**WORK INSTRUCTIONS**
Repeat exactly, and only, the lines running from the one that holds "An API layer" to the end of the records.

Stored data entries
☆ ☆ ☆ ☆

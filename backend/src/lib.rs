//! BunnySteps library
//!
//! Productivity backend core: tasks, focus sessions, hobbies, journal,
//! shopping, and the reward engine that ties them together. An API layer
//! drives it through the services in `AppState`.

pub mod app;
pub mod clock;
pub mod config;
pub mod database;
pub mod error;
pub mod rewards;
pub mod services;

☆ ☆ ☆ ☆

**FINISHED EXERCISE**
//! shopping, and the reward engine that ties them together. An API layer
//! drives it through the services in `AppState`.

pub mod app;
pub mod clock;
pub mod config;
pub mod database;
pub mod error;
pub mod rewards;
pub mod services;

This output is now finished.